TASK TO CARRY OUT:
Whichever lines include the word "mode", copy them as they appear in the data.

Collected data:
----
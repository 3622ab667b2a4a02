//! Hierarchical identifier allocation.
//!
//! Every element identifier is derived from its parent: `parent + "-" + suffix`. The allocator
//! records what it has issued so that collisions can be rejected, renamed or merely reported,
//! depending on the [`IdPolicy`] the owning graph was created with.

use crate::error::{Error, Result};
use rustc_hash::FxHashMap;
use serde::{Deserialize, Serialize};

/// What to do when a derived identifier was already issued in the same graph.
#[derive(Debug, Clone, Copy, PartialEq, Eq, Hash, Default, Serialize, Deserialize)]
#[serde(rename_all = "camelCase")]
pub enum IdPolicy {
    /// Legacy behavior: duplicates are issued as-is and only counted.
    #[default]
    Unchecked,
    /// Duplicates are rejected with [`Error::DuplicateIdentifier`].
    Strict,
    /// Duplicates get the first free `_1`, `_2`, ... suffix.
    AutoSuffix,
}

#[derive(Debug, Clone, Default)]
pub struct IdAllocator {
    policy: IdPolicy,
    issued: FxHashMap<String, usize>,
}

impl IdAllocator {
    pub fn new(policy: IdPolicy) -> Self {
        Self {
            policy,
            issued: FxHashMap::default(),
        }
    }

    pub fn policy(&self) -> IdPolicy {
        self.policy
    }

    /// The raw derivation rule, without any bookkeeping.
    pub fn derive(parent: &str, suffix: &str) -> String {
        let mut out = String::with_capacity(parent.len() + suffix.len() + 1);
        out.push_str(parent);
        out.push('-');
        out.push_str(suffix);
        out
    }

    /// Derives `parent-suffix` and claims it under the allocator's policy.
    pub fn allocate(&mut self, parent: &str, suffix: &str) -> Result<String> {
        self.claim(Self::derive(parent, suffix))
    }

    /// Claims a fully formed identifier (used for the root and for decoded graphs).
    pub fn claim(&mut self, identifier: String) -> Result<String> {
        match self.policy {
            IdPolicy::Unchecked => {
                *self.issued.entry(identifier.clone()).or_insert(0) += 1;
                Ok(identifier)
            }
            IdPolicy::Strict => {
                if self.issued.contains_key(&identifier) {
                    return Err(Error::DuplicateIdentifier { identifier });
                }
                self.issued.insert(identifier.clone(), 1);
                Ok(identifier)
            }
            IdPolicy::AutoSuffix => {
                if !self.issued.contains_key(&identifier) {
                    self.issued.insert(identifier.clone(), 1);
                    return Ok(identifier);
                }
                let mut n: usize = 1;
                loop {
                    let candidate = format!("{identifier}_{n}");
                    if !self.issued.contains_key(&candidate) {
                        self.issued.insert(candidate.clone(), 1);
                        tracing::trace!(%identifier, %candidate, "renamed colliding identifier");
                        return Ok(candidate);
                    }
                    n += 1;
                }
            }
        }
    }

    /// Records an identifier without ever renaming it. Only strict mode rejects duplicates.
    pub fn record(&mut self, identifier: &str) -> Result<()> {
        if self.policy == IdPolicy::Strict && self.issued.contains_key(identifier) {
            return Err(Error::DuplicateIdentifier {
                identifier: identifier.to_string(),
            });
        }
        *self.issued.entry(identifier.to_string()).or_insert(0) += 1;
        Ok(())
    }

    pub fn contains(&self, identifier: &str) -> bool {
        self.issued.contains_key(identifier)
    }

    /// How many times `identifier` was handed out. Only unchecked mode can exceed 1.
    pub fn issue_count(&self, identifier: &str) -> usize {
        self.issued.get(identifier).copied().unwrap_or(0)
    }

    /// Identifiers that were issued more than once, sorted.
    pub fn collisions(&self) -> Vec<&str> {
        let mut out: Vec<&str> = self
            .issued
            .iter()
            .filter(|(_, n)| **n > 1)
            .map(|(id, _)| id.as_str())
            .collect();
        out.sort_unstable();
        out
    }

    pub fn len(&self) -> usize {
        self.issued.len()
    }

    pub fn is_empty(&self) -> bool {
        self.issued.is_empty()
    }
}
----
TASK OUTPUT:
    /// Records an identifier without ever renaming it. Only strict mode rejects duplicates.
    /// How many times `identifier` was handed out. Only unchecked mode can exceed 1.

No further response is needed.